Three children, ages 1, 3 and 10, were inside a running car when a suspect drove off from an Aldine gas station before dawn. The 10-year-old escaped and called police, but two younger sisters were still inside.

Lisa Park··2 min read
Published
Listen to this article0:00 min
Suspect steals running car with three children inside in north Harris County
Photo illustration

Three children, ages 1, 3 and 10, were inside a running car when a man drove away from a gas station on Aldine Mail Route just after 1 a.m. Monday, turning a routine stop in north Harris County into a fast-moving child-safety emergency.

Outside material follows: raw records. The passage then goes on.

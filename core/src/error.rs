use thiserror::Error;

/// Faults only. Expected business-rule violations never become a
/// `LedgerError` — they are reported as `validation::Rejection` values.
#[derive(Error, Debug)]
pub enum LedgerError {
    #[error("Database error: {0}")]
    Database(#[from] rusqlite::Error),

    #[error("Serialization error: {0}")]
    Serialization(#[from] serde_json::Error),

    #[error("Configuration error: {0}")]
    Config(String),

    #[error(transparent)]
    Other(#[from] anyhow::Error),
}

pub type LedgerResult<T> = Result<T, LedgerError>;
//! Deterministic sample data for the demo runner and smoke tests.
//!
//! RULE: same seed, same data. All randomness flows through one seeded
//! Pcg64Mcg; nothing here touches a platform RNG.

use crate::{
    error::LedgerResult,
    store::{LedgerStore, NewClient, NewContract},
    types::{AgencyId, ClientId, ContractId, ContractStatus, UserId, UserRole},
};
use chrono::Utc;
use rand::{Rng, SeedableRng};
use rand_pcg::Pcg64Mcg;

const FIRST_NAMES: &[&str] = &[
    "Amina", "Thierry", "Brigitte", "Emmanuel", "Clarisse", "Serge", "Solange", "Patrick",
    "Josiane", "Hervé", "Mireille", "Boris", "Nadège", "Cyrille", "Estelle", "Landry",
    "Vanessa", "Rodrigue", "Francine", "Ulrich",
];

const LAST_NAMES: &[&str] = &[
    "Nkemeni", "Mbarga", "Fotso", "Etoundi", "Ngassa", "Tchoupo", "Kamga", "Abena",
    "Nganou", "Essomba", "Talla", "Owona", "Djoumessi", "Bekolo", "Moukoko", "Njoya",
];

const CITIES: &[&str] = &["Douala", "Yaoundé", "Bafoussam", "Garoua", "Limbé", "Bamenda"];

const CONTRACT_TYPES: &[&str] = &["LOAN", "SAVINGS", "CREDIT_LINE"];

#[derive(Debug, Clone)]
pub struct SampleSpec {
    pub agencies: usize,
    pub clients_per_agency: usize,
    pub contracts_per_client: usize,
}

impl Default for SampleSpec {
    fn default() -> Self {
        Self {
            agencies: 2,
            clients_per_agency: 5,
            contracts_per_client: 2,
        }
    }
}

/// Ids of everything the seeder created, in creation order.
#[derive(Debug, Default)]
pub struct SampleSummary {
    pub agency_ids: Vec<AgencyId>,
    pub staff_ids: Vec<UserId>,
    pub client_ids: Vec<ClientId>,
    pub contract_ids: Vec<ContractId>,
}

pub struct SampleSeeder {
    rng: Pcg64Mcg,
}

impl SampleSeeder {
    pub fn new(seed: u64) -> Self {
        Self {
            rng: Pcg64Mcg::seed_from_u64(seed),
        }
    }

    pub fn seed(&mut self, store: &LedgerStore, spec: &SampleSpec) -> LedgerResult<SampleSummary> {
        let db = store.db();
        let mut summary = SampleSummary::default();
        let today = Utc::now().date_naive().to_string();

        // One head-office user not attached to any branch.
        db.insert_user("direction@head-office.example", UserRole::Ceo.as_str(), None, true)?;

        for a in 0..spec.agencies {
            let city = CITIES[self.rng.gen_range(0..CITIES.len())];
            let agency_id = db.insert_agency(
                &format!("AG-{:03}", a + 1),
                &format!("Agence {city}"),
                Some(city),
                true,
            )?;
            summary.agency_ids.push(agency_id);

            let manager = db.insert_user(
                &format!("manager.ag{:03}@example.cm", a + 1),
                UserRole::AgencyManager.as_str(),
                Some(agency_id),
                true,
            )?;
            let staff = db.insert_user(
                &format!("caisse.ag{:03}@example.cm", a + 1),
                UserRole::AgencyStaff.as_str(),
                Some(agency_id),
                true,
            )?;
            summary.staff_ids.push(staff);

            for c in 0..spec.clients_per_agency {
                let first = FIRST_NAMES[self.rng.gen_range(0..FIRST_NAMES.len())];
                let last = LAST_NAMES[self.rng.gen_range(0..LAST_NAMES.len())];
                let national_id: String = format!("{:012}", self.rng.gen_range(0..1_000_000_000_000u64));
                let client_id = db.insert_client(&NewClient {
                    national_id,
                    full_name: format!("{first} {last}"),
                    email: Some(format!(
                        "{}.{}.{a}{c}@example.cm",
                        first.to_lowercase(),
                        last.to_lowercase()
                    )),
                    phone: Some(format!("+2376{:08}", self.rng.gen_range(0..100_000_000u64))),
                    address: Some(format!("BP {} {city}", self.rng.gen_range(100..10_000))),
                    date_of_birth: None,
                    agency_id,
                    registration_date: today.clone(),
                    created_by: Some(manager),
                })?;
                summary.client_ids.push(client_id);

                for k in 0..spec.contracts_per_client {
                    let contract_type =
                        CONTRACT_TYPES[self.rng.gen_range(0..CONTRACT_TYPES.len())];
                    let amount = (self.rng.gen_range(5..200) * 25_000) as f64;
                    let contract_id = db.insert_contract(&NewContract {
                        contract_number: format!("CTR-{:03}-{client_id:05}-{k}", a + 1),
                        client_id,
                        agency_id,
                        contract_type: contract_type.to_string(),
                        amount,
                        start_date: Some(today.clone()),
                        end_date: None,
                        status: ContractStatus::Draft,
                    })?;
                    summary.contract_ids.push(contract_id);
                }
            }
        }

        log::info!(
            "seeded {} agencies, {} clients, {} contracts",
            summary.agency_ids.len(),
            summary.client_ids.len(),
            summary.contract_ids.len()
        );
        Ok(summary)
    }
}
//! The audit trail — every externally visible fact the engine produces.
//!
//! Events are appended to the `event_log` table after the write that caused
//! them has committed. They are a record, not a control channel: nothing in
//! the engine reads them back to make decisions.

use crate::types::{AgencyId, ClientId, ContractId, TransactionId};
use serde::{Deserialize, Serialize};

#[derive(Debug, Clone, Serialize, Deserialize)]
#[serde(tag = "type", rename_all = "snake_case")]
pub enum LedgerEvent {
    TransactionRecorded {
        transaction_id: TransactionId,
        reference: String,
        contract_id: ContractId,
        agency_id: AgencyId,
        txn_type: String,
        amount: f64,
        currency: String,
    },
    ContractActivated {
        contract_id: ContractId,
        transaction_id: TransactionId,
    },
    ClientRegistered {
        client_id: ClientId,
        agency_id: AgencyId,
        national_id: String,
    },
    BatchCompleted {
        batch_id: String,
        total: usize,
        succeeded: usize,
        failed: usize,
    },
}

impl LedgerEvent {
    /// Stable string name for the event_type column.
    pub fn type_name(&self) -> &'static str {
        match self {
            Self::TransactionRecorded { .. } => "transaction_recorded",
            Self::ContractActivated { .. } => "contract_activated",
            Self::ClientRegistered { .. } => "client_registered",
            Self::BatchCompleted { .. } => "batch_completed",
        }
    }
}

/// The event log entry as persisted to SQLite.
#[derive(Debug, Clone, Serialize, Deserialize)]
pub struct EventLogEntry {
    pub id: Option<i64>,
    pub component: String,
    pub event_type: String,
    pub payload: String, // JSON-serialized LedgerEvent
    pub created_at: String,
}
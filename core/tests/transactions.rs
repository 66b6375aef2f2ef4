//! Transaction recorder integration tests.
//!
//! Verifies:
//!   - A PAYMENT on a DRAFT contract records, activates the contract, and
//!     produces a TXN-<date>-<seq> reference
//!   - The activation happens exactly once (second PAYMENT is a no-op)
//!   - Balances are replayed from signed COMPLETED amounts
//!   - Over-balance withdrawals reject without writing a row
//!   - Every validation failure is reported as a rejection with a zero id,
//!     in the documented check order
//!   - An expired deadline aborts before anything is written

use chrono::Utc;
use ledger_core::{
    config::LedgerConfig,
    ledger::Ledger,
    store::{NewClient, NewContract},
    types::{AgencyId, ContractId, ContractStatus, UserId},
    validation::TransactionRequest,
};
use std::time::Instant;

struct Fix {
    ag_douala: AgencyId,
    ag_yaounde: AgencyId,
    ag_closed_down: AgencyId,
    staff: UserId,
    retired_staff: UserId,
    draft_contract: ContractId,
    active_contract: ContractId,
    closed_contract: ContractId,
    orphan_agency_contract: ContractId,
}

fn ledger() -> (Ledger, Fix) {
    let ledger = Ledger::in_memory(LedgerConfig::default()).unwrap();
    ledger.migrate().unwrap();
    let db = ledger.store().db();

    let ag_douala = db
        .insert_agency("AG-001", "Agence Douala", Some("Douala"), true)
        .unwrap();
    let ag_yaounde = db
        .insert_agency("AG-002", "Agence Yaoundé", Some("Yaoundé"), true)
        .unwrap();
    let ag_closed_down = db
        .insert_agency("AG-003", "Agence Garoua", Some("Garoua"), false)
        .unwrap();

    let staff = db
        .insert_user("caisse.ag001@example.cm", "AGENCY_STAFF", Some(ag_douala), true)
        .unwrap();
    let retired_staff = db
        .insert_user("ancien.ag001@example.cm", "AGENCY_STAFF", Some(ag_douala), false)
        .unwrap();

    let client = db
        .insert_client(&NewClient {
            national_id: "100000000001".into(),
            full_name: "Amina Nkemeni".into(),
            email: Some("amina.nkemeni@example.cm".into()),
            phone: None,
            address: None,
            date_of_birth: None,
            agency_id: ag_douala,
            registration_date: "2026-01-15".into(),
            created_by: Some(staff),
        })
        .unwrap();

    let contract = |number: &str, agency: AgencyId, status: ContractStatus| {
        db.insert_contract(&NewContract {
            contract_number: number.into(),
            client_id: client,
            agency_id: agency,
            contract_type: "LOAN".into(),
            amount: 1_000_000.0,
            start_date: Some("2026-01-15".into()),
            end_date: None,
            status,
        })
        .unwrap()
    };
    let draft_contract = contract("CTR-001", ag_douala, ContractStatus::Draft);
    let active_contract = contract("CTR-002", ag_douala, ContractStatus::Active);
    let closed_contract = contract("CTR-003", ag_douala, ContractStatus::Closed);
    let orphan_agency_contract = contract("CTR-004", ag_closed_down, ContractStatus::Active);

    (
        ledger,
        Fix {
            ag_douala,
            ag_yaounde,
            ag_closed_down,
            staff,
            retired_staff,
            draft_contract,
            active_contract,
            closed_contract,
            orphan_agency_contract,
        },
    )
}

fn request(fix: &Fix, contract: ContractId, txn_type: &str, amount: f64) -> TransactionRequest {
    TransactionRequest {
        contract_id: Some(contract),
        txn_type: txn_type.into(),
        amount,
        agency_id: Some(fix.ag_douala),
        performed_by: Some(fix.staff),
        ..Default::default()
    }
}

#[test]
fn payment_on_draft_contract_records_and_activates() {
    let (ledger, fix) = ledger();

    let outcome = ledger
        .add_transaction(&request(&fix, fix.draft_contract, "PAYMENT", 50_000.0))
        .unwrap();

    assert!(outcome.is_recorded(), "expected success: {}", outcome.message());
    assert!(outcome.transaction_id() > 0);
    let expected_prefix = format!("TXN-{}-", Utc::now().format("%Y%m%d"));
    assert!(
        outcome.reference().starts_with(&expected_prefix),
        "reference {} must start with {expected_prefix}",
        outcome.reference()
    );

    let status = ledger
        .store()
        .db()
        .contract_status(fix.draft_contract)
        .unwrap()
        .unwrap();
    assert_eq!(status, ContractStatus::Active, "DRAFT must flip to ACTIVE");

    let row = ledger
        .store()
        .db()
        .transaction(outcome.transaction_id())
        .unwrap()
        .expect("row must exist");
    assert_eq!(row.status, "COMPLETED");
    assert_eq!(row.currency, "XAF", "home currency applies when unspecified");
}

#[test]
fn activation_happens_exactly_once() {
    let (ledger, fix) = ledger();

    ledger
        .add_transaction(&request(&fix, fix.draft_contract, "PAYMENT", 50_000.0))
        .unwrap();
    let second = ledger
        .add_transaction(&request(&fix, fix.draft_contract, "PAYMENT", 25_000.0))
        .unwrap();

    assert!(second.is_recorded());
    let status = ledger
        .store()
        .db()
        .contract_status(fix.draft_contract)
        .unwrap()
        .unwrap();
    assert_eq!(status, ContractStatus::Active);

    // Only the first payment flips the contract, so only one activation
    // event exists.
    let activations = ledger
        .store()
        .db()
        .events_of_type("contract_activated")
        .unwrap();
    assert_eq!(activations.len(), 1);
}

#[test]
fn balance_is_the_replay_of_signed_amounts() {
    let (ledger, fix) = ledger();
    let c = fix.active_contract;

    for (txn_type, amount) in [
        ("DEPOSIT", 100_000.0),
        ("PAYMENT", 50_000.0),
        ("FEE", 10_000.0),
        ("WITHDRAWAL", 30_000.0),
        ("PENALTY", 99_999.0), // neutral: recorded, no balance weight
    ] {
        let outcome = ledger.add_transaction(&request(&fix, c, txn_type, amount)).unwrap();
        assert!(outcome.is_recorded(), "{txn_type}: {}", outcome.message());
    }

    let balance = ledger.contract_balance(c).unwrap();
    assert!(
        (balance - 110_000.0).abs() < 1e-9,
        "expected 110000, got {balance}"
    );
}

#[test]
fn withdrawal_over_balance_rejects_and_writes_nothing() {
    let (ledger, fix) = ledger();
    let c = fix.active_contract;

    ledger.add_transaction(&request(&fix, c, "DEPOSIT", 20_000.0)).unwrap();
    let outcome = ledger
        .add_transaction(&request(&fix, c, "WITHDRAWAL", 50_000.0))
        .unwrap();

    assert!(!outcome.is_recorded());
    assert_eq!(outcome.transaction_id(), 0);
    assert_eq!(outcome.reference(), "");
    assert!(
        outcome.message().contains("Insufficient balance"),
        "got: {}",
        outcome.message()
    );

    let count = ledger
        .store()
        .db()
        .transaction_count_for_contract(c)
        .unwrap();
    assert_eq!(count, 1, "the rejected withdrawal must not leave a row");
}

#[test]
fn withdrawal_up_to_the_balance_is_allowed() {
    let (ledger, fix) = ledger();
    let c = fix.active_contract;

    ledger.add_transaction(&request(&fix, c, "DEPOSIT", 20_000.0)).unwrap();
    let outcome = ledger
        .add_transaction(&request(&fix, c, "WITHDRAWAL", 20_000.0))
        .unwrap();

    assert!(outcome.is_recorded(), "{}", outcome.message());
    assert_eq!(ledger.contract_balance(c).unwrap(), 0.0);
}

#[test]
fn unknown_contract_rejects_with_not_found() {
    let (ledger, fix) = ledger();

    let outcome = ledger
        .add_transaction(&request(&fix, 9_999, "PAYMENT", 10_000.0))
        .unwrap();

    assert_eq!(outcome.transaction_id(), 0);
    assert!(
        outcome.message().contains("not found"),
        "got: {}",
        outcome.message()
    );
}

#[test]
fn closed_contract_rejects_new_transactions() {
    let (ledger, fix) = ledger();

    let outcome = ledger
        .add_transaction(&request(&fix, fix.closed_contract, "DEPOSIT", 10_000.0))
        .unwrap();

    assert!(!outcome.is_recorded());
    assert!(outcome.message().contains("CLOSED"), "got: {}", outcome.message());
}

#[test]
fn agency_mismatch_rejects() {
    let (ledger, fix) = ledger();

    let mut req = request(&fix, fix.active_contract, "DEPOSIT", 10_000.0);
    req.agency_id = Some(fix.ag_yaounde);
    let outcome = ledger.add_transaction(&req).unwrap();

    assert!(!outcome.is_recorded());
    assert!(
        outcome.message().contains("belongs to agency"),
        "got: {}",
        outcome.message()
    );
}

#[test]
fn inactive_agency_rejects() {
    let (ledger, fix) = ledger();

    let mut req = request(&fix, fix.orphan_agency_contract, "DEPOSIT", 10_000.0);
    req.agency_id = Some(fix.ag_closed_down);
    let outcome = ledger.add_transaction(&req).unwrap();

    assert!(!outcome.is_recorded());
    assert!(outcome.message().contains("inactive"), "got: {}", outcome.message());
}

#[test]
fn inactive_performer_and_verifier_reject() {
    let (ledger, fix) = ledger();

    let mut req = request(&fix, fix.active_contract, "DEPOSIT", 10_000.0);
    req.performed_by = Some(fix.retired_staff);
    let outcome = ledger.add_transaction(&req).unwrap();
    assert!(outcome.message().contains("inactive"), "got: {}", outcome.message());

    let mut req = request(&fix, fix.active_contract, "DEPOSIT", 10_000.0);
    req.verified_by = Some(fix.retired_staff);
    let outcome = ledger.add_transaction(&req).unwrap();
    assert!(outcome.message().contains("inactive"), "got: {}", outcome.message());
}

#[test]
fn unknown_type_and_currency_reject() {
    let (ledger, fix) = ledger();

    let outcome = ledger
        .add_transaction(&request(&fix, fix.active_contract, "TRANSFER", 10_000.0))
        .unwrap();
    assert!(
        outcome.message().contains("Unknown transaction type"),
        "got: {}",
        outcome.message()
    );

    let mut req = request(&fix, fix.active_contract, "DEPOSIT", 10_000.0);
    req.currency = Some("GBP".into());
    let outcome = ledger.add_transaction(&req).unwrap();
    assert!(
        outcome.message().contains("Unknown currency"),
        "got: {}",
        outcome.message()
    );
}

#[test]
fn missing_required_fields_reject() {
    let (ledger, fix) = ledger();

    let mut req = request(&fix, fix.active_contract, "DEPOSIT", 0.0);
    let outcome = ledger.add_transaction(&req).unwrap();
    assert!(outcome.message().contains("amount"), "got: {}", outcome.message());

    req = request(&fix, fix.active_contract, "DEPOSIT", 10_000.0);
    req.contract_id = None;
    let outcome = ledger.add_transaction(&req).unwrap();
    assert!(
        outcome.message().contains("contract_id"),
        "got: {}",
        outcome.message()
    );

    req = request(&fix, fix.active_contract, "DEPOSIT", 10_000.0);
    req.performed_by = None;
    let outcome = ledger.add_transaction(&req).unwrap();
    assert!(
        outcome.message().contains("performed_by"),
        "got: {}",
        outcome.message()
    );
}

#[test]
fn references_are_distinct_and_sequential() {
    let (ledger, fix) = ledger();

    for _ in 0..3 {
        ledger
            .add_transaction(&request(&fix, fix.active_contract, "DEPOSIT", 1_000.0))
            .unwrap();
    }

    let refs = ledger.store().db().all_references().unwrap();
    assert_eq!(refs.len(), 3);
    let date = Utc::now().format("%Y%m%d").to_string();
    assert_eq!(refs[0], format!("TXN-{date}-000001"));
    assert_eq!(refs[1], format!("TXN-{date}-000002"));
    assert_eq!(refs[2], format!("TXN-{date}-000003"));
}

#[test]
fn expired_deadline_aborts_without_writing() {
    let (ledger, fix) = ledger();

    let outcome = ledger
        .add_transaction_with_deadline(
            &request(&fix, fix.active_contract, "DEPOSIT", 10_000.0),
            Instant::now(),
        )
        .unwrap();

    assert!(!outcome.is_recorded());
    assert!(outcome.message().contains("Deadline"), "got: {}", outcome.message());
    assert_eq!(ledger.store().db().transaction_count().unwrap(), 0);
}

#[test]
fn recorded_transactions_appear_in_the_audit_log() {
    let (ledger, fix) = ledger();

    ledger
        .add_transaction(&request(&fix, fix.active_contract, "DEPOSIT", 10_000.0))
        .unwrap();
    ledger
        .add_transaction(&request(&fix, fix.active_contract, "DEPOSIT", 20_000.0))
        .unwrap();

    let events = ledger
        .store()
        .db()
        .events_of_type("transaction_recorded")
        .unwrap();
    assert_eq!(events.len(), 2);
    assert!(events[0].payload.contains("\"reference\""));
}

The Harris County Sheriff’s Office said the mother left the vehicle running while she went into the store. Investigators said a 25-year-old man, later identified by ABC13 Houston as 22-year-old Xavion Starks, got into the car and drove off before deputies arrived. The 10-year-old got out shortly after the theft and later called police, but the two younger girls were still inside as the vehicle kept moving through north Harris County.

AI-generated illustration
AI-generated illustration

Deputies began tracking a phone that was inside the car, but authorities said the suspect later threw it out along the route, complicating the search. The stolen vehicle was eventually found in the 23000 block of the Eastex Freeway with help from Humble Police Department officers, and the children were recovered during the response. ABC13 reported Starks was charged with unauthorized use of a motor vehicle and two counts of aggravated kidnapping and booked into the Harris County Jail.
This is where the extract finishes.